L’analisi dell’omicidio di Avellino a cura della criminologa, psicologa e psicoterapeuta R.Francesca Capozza
Dovevano morire. Tutti e subito.
“Quando li uccidiamo”? Questa l’ossessione di Elena Gioia, 18 anni. Da tempo. Da troppo tempo. La sua famiglia, intera, doveva essere sterminata perché ostacolava la sua relazione con Giovanni Limata, 22enne. Si, il padre era contrario a questo rapporto con un pregiudicato con piccoli precedenti, tra cui aggressioni e minacce, anche alla stessa vittima, ma soprattutto da tempo tossicodipendente. E allora bisognava sterminarli. Questo pianificavano i 2 fidanzati. Doveva essere una strage per “liberarsi” e fuggire. Elena cercava il momento giusto. E questo momento sembrava essere arrivato. Avellino, 23 Aprile 2021. Sono le 23. Doveva sembrare una sera qualunque, con la mamma e la sorella già a letto. Doveva essere perfetto, il piano. Elena scende a riporre la spazzatura fuori al portone. È l’occasione per far entrare di soppiatto il fidanzato Giovanni che si nasconde in una stanza. Poi, insieme, raggiungono il salotto dove il padre, Aldo Gioia 53enne, si era addormentato sul divano guardando la tv. Il giovane, con un coltello da caccia, sferra senza esitare 14 coltellate al torace della vittima con una violenza feroce, inaudita. Ma il padre inaspettatamente urla dopo aver ricevuto la prima coltellata: un grido che sveglia la moglie Liana e l’altra figlia, Emilia, che dormivano ignare nelle loro stanze, rendendo così impossibile la conclusione della esecuzione premeditata. Elena inscena un tentativo di rapina, mentre Giovanni è già fuggito, diretto a rientrare a casa a Cervinara nel Beneventano. Sono state le due donne accorse in salotto, straziate dinanzi quella terrificante scena, a chiedere l’intervento della polizia e del 118. L’uomo trasportato d’urgenza in ospedale, spira poco dopo. Ma le tracce, le indagini degli inquirenti si chiudono immediatamente sui 2 fidanzatini. Per quella loro relazione così osteggiata dal padre e che era stata motivo di furibonde liti tra la figlia e il genitore, proprio come quella avvenuta poche ore prima del delitto.

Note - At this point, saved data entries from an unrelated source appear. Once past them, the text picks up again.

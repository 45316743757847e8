use super::common::{success_response, PaginationParams};
use crate::{
    auth::AuthUser,
    entities::historical_performance,
    errors::ApiError,
    services::performance::VendorPerformance,
    ApiResponse, AppState, PaginatedResponse,
};
use axum::{
    extract::{
        rejection::{PathRejection, QueryRejection},
        Path, Query, State,
    },
    Json,
};
use chrono::{DateTime, Utc};
use serde::{Deserialize, Serialize};
use tracing::info;
use utoipa::ToSchema;
use uuid::Uuid;

/// One recorded metrics snapshot.
#[derive(Debug, Clone, PartialEq, Serialize, Deserialize, ToSchema)]
pub struct PerformanceSnapshotResponse {
    pub id: Uuid,
    pub vendor_id: Uuid,
    pub recorded_at: DateTime<Utc>,
    pub on_time_delivery_rate: f64,
    pub quality_rating_average: f64,
    pub average_response_time: f64,
    pub fulfilment_rate: f64,
    pub metrics_version: i32,
}

impl From<historical_performance::Model> for PerformanceSnapshotResponse {
    fn from(model: historical_performance::Model) -> Self {
        Self {
            id: model.id,
            vendor_id: model.vendor_id,
            recorded_at: model.recorded_at,
            on_time_delivery_rate: model.on_time_delivery_rate,
            quality_rating_average: model.quality_rating_average,
            average_response_time: model.average_response_time,
            fulfilment_rate: model.fulfilment_rate,
            metrics_version: model.metrics_version,
        }
    }
}

/// Current performance metrics of a vendor
#[utoipa::path(
    get,
    path = "/api/v1/vendors/{id}/performance",
    summary = "Get vendor performance",
    params(("id" = Uuid, Path, description = "Vendor ID")),
    responses(
        (status = 200, description = "Current metrics", body = ApiResponse<VendorPerformance>),
        (status = 401, description = "Unauthorized", body = crate::errors::ErrorResponse),
        (status = 404, description = "Vendor not found", body = crate::errors::ErrorResponse),
    ),
    security(("Bearer" = [])),
    tag = "performance"
)]
pub async fn get_vendor_performance(
    State(state): State<AppState>,
    id: Result<Path<Uuid>, PathRejection>,
) -> Result<Json<ApiResponse<VendorPerformance>>, ApiError> {
    let Path(id) = id?;
    let performance = state.services.performance.current(id).await?;
    Ok(success_response(performance))
}

/// Recorded metric snapshots of a vendor, newest first
#[utoipa::path(
    get,
    path = "/api/v1/vendors/{id}/performance/history",
    summary = "Get vendor performance history",
    params(("id" = Uuid, Path, description = "Vendor ID"), PaginationParams),
    responses(
        (status = 200, description = "Snapshots, newest first", body = ApiResponse<PaginatedResponse<PerformanceSnapshotResponse>>),
        (status = 401, description = "Unauthorized", body = crate::errors::ErrorResponse),
        (status = 404, description = "Vendor not found", body = crate::errors::ErrorResponse),
    ),
    security(("Bearer" = [])),
    tag = "performance"
)]
pub async fn get_vendor_performance_history(
    State(state): State<AppState>,
    id: Result<Path<Uuid>, PathRejection>,
    params: Result<Query<PaginationParams>, QueryRejection>,
) -> Result<Json<ApiResponse<PaginatedResponse<PerformanceSnapshotResponse>>>, ApiError> {
    let Path(id) = id?;
    let Query(params) = params?;
    let params = params.clamped(state.config.api_max_page_size);
    let (snapshots, total) = state
        .services
        .performance
        .history(id, params.page, params.per_page)
        .await?;
    let items = snapshots
        .into_iter()
        .map(PerformanceSnapshotResponse::from)
        .collect();
    Ok(success_response(params.into_response(items, total)))
}

/// Recompute a vendor's metrics from its current orders
#[utoipa::path(
    post,
    path = "/api/v1/vendors/{id}/performance/recompute",
    summary = "Recompute vendor performance",
    params(("id" = Uuid, Path, description = "Vendor ID")),
    responses(
        (status = 200, description = "Recomputed metrics", body = ApiResponse<VendorPerformance>),
        (status = 401, description = "Unauthorized", body = crate::errors::ErrorResponse),
        (status = 403, description = "Forbidden", body = crate::errors::ErrorResponse),
        (status = 404, description = "Vendor not found", body = crate::errors::ErrorResponse),
    ),
    security(("Bearer" = [])),
    tag = "performance"
)]
pub async fn recompute_vendor_performance(
    State(state): State<AppState>,
    id: Result<Path<Uuid>, PathRejection>,
    auth_user: AuthUser,
) -> Result<Json<ApiResponse<VendorPerformance>>, ApiError> {
    let Path(id) = id?;
    let outcome = state.services.performance.recompute(id).await?;
    info!(
        vendor_id = %id,
        metrics_version = outcome.vendor.metrics_version,
        user_id = %auth_user.user_id,
        "vendor metrics recomputed via API"
    );
    Ok(success_response(VendorPerformance::from(&outcome.vendor)))
}
#[tokio::test]
async fn invalid_items_are_rejected() {
    let app = TestApp::new().await;
    let vendor = app.create_vendor("V-ITEMS").await;

    let body = app
        .call(
            Method::POST,
            "/api/v1/purchase-orders",
            Some(json!({
                "po_number": "PO-EMPTY",
                "vendor_id": vendor["id"],
                "expected_delivery_date": "2024-01-10",
                "items": [],
                "quantity": 0,
            })),
            StatusCode::BAD_REQUEST,
        )
        .await;

    let fields: Vec<&str> = body["fields"]
        .as_array()
        .unwrap()
        .iter()
        .filter_map(|f| f["field"].as_str())
        .collect();
    assert_eq!(fields, vec!["items", "quantity"]);
}

#[tokio::test]
async fn completing_orders_updates_vendor_metrics() {
    let app = TestApp::new().await;
    let vendor = app.create_vendor("V-METRICS").await;
    let vendor_id = vendor["id"].as_str().unwrap();

    let on_time = app
        .create_order(vendor_id, "PO-ON-TIME", "2024-01-01", "2024-01-10")
        .await;
    let late = app
        .create_order(vendor_id, "PO-LATE", "2024-01-01", "2024-01-10")
        .await;
    app.create_order(vendor_id, "PO-OPEN", "2024-01-01", "2024-01-10")
        .await;

    let completed = complete(
        &app,
        &on_time,
        json!({ "actual_delivery_date": "2024-01-09", "quality_rating": 4.0 }),
    )
    .await;
    assert_eq!(completed["status"], "completed");

    let metrics = performance(&app, vendor_id).await;
    assert_eq!(metrics["on_time_delivery_rate"], 1.0);
    assert_eq!(metrics["quality_rating_average"], 4.0);

    complete(
        &app,
        &late,
        json!({ "actual_delivery_date": "2024-01-15", "quality_rating": 5.0 }),
    )
    .await;

    let metrics = performance(&app, vendor_id).await;
    assert_eq!(metrics["on_time_delivery_rate"], 0.5);
    assert_eq!(metrics["quality_rating_average"], 4.5);
    let fulfilment = metrics["fulfilment_rate"].as_f64().unwrap();
    assert!((fulfilment - 2.0 / 3.0).abs() < 1e-9);

    let vendor_view = app
        .call(
            Method::GET,
            &format!("/api/v1/vendors/{}", vendor_id),
            None,
            StatusCode::OK,
        )
        .await;
    assert_eq!(vendor_view["data"]["on_time_delivery_rate"], 0.5);
    assert_eq!(vendor_view["data"]["metrics_version"], metrics["metrics_version"]);
}

#[tokio::test]
async fn completion_without_delivery_date_stamps_now() {
    let app = TestApp::new().await;
    let vendor = app.create_vendor("V-STAMP").await;
    let order = app
        .create_order(vendor["id"].as_str().unwrap(), "PO-STAMP", "2024-01-01", "2999-01-01")
        .await;

    let response = app
        .request_authenticated(
            Method::POST,
            &format!("/api/v1/purchase-orders/{}/complete", order["id"].as_str().unwrap()),
            None,
        )
        .await;
    assert_eq!(response.status(), StatusCode::OK);
    let body = common::response_json(response).await;
    assert!(body["data"]["actual_delivery_date"].is_string());

    let metrics = performance(&app, vendor["id"].as_str().unwrap()).await;
    assert_eq!(metrics["on_time_delivery_rate"], 1.0);
    assert_eq!(metrics["fulfilment_rate"], 1.0);
}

Qualche giorno prima dell’omicidio, Limata chatta con una amica in un agghiacciante scambio di battute. Giovanni: «Venerdì sera sarò ad Avellino per una cosa […] E’ per via di una ragazza, mi ha chiesto di eliminare la sua famiglia». L’amica: «Perché le hanno fatto qualcosa? Se finisci nei guai non ci pensi a te?” Giovanni: «Se mi conoscessi sapresti anche che non mi è mai fregato un cazzo di me stesso». L’amica: «Questo lo so però non voglio che ti fai male così». Giovanni: «Non ho alternative». L’amica: “Se non o fai ci vai di mezzo tu?” Giovanni: «Così sembra. Quanto può essere brutto innamorarsi di una persona». Ciò che spaventa e lascia attoniti è rilevare come nel loro dialogo non vi sia alcuna minima constatazione della assoluta gravità del comportamento che si vuole attuare, né tantomeno della sofferenza delle vittime a cui si sarebbe voluto togliere la vita. Sia l’amica che il Limata sono unicamente centrati sul benessere, su e sulla tutela del Limata, sui suoi bisogni e sugli eventuali “rischi” che poteva subire, come se appunto l’“altro” non esistesse, non fosse riconosciuto mentalmente ed affettivamente nella sua presenza e connotazione di essere vivente.
“Odio tutta la mia famiglia”, avrebbe scritto lei. “Quando li uccidiamo?”, avrebbe risposto lui. E poi i dubbi su Emilia, la sorella, che “non può rimanere”. 120 pagine di messaggi in chat nei quali da 5 giorni i 2 killer pianificavano il compimento della strage. La sera del delitto i due hanno continuato a comunicare in chat, organizzandosi per preparare gli zaini per la fuga e progettando l’ingresso in casa di Limata, con la porta aperta e il cane di famiglia messo nelle condizioni di non agire.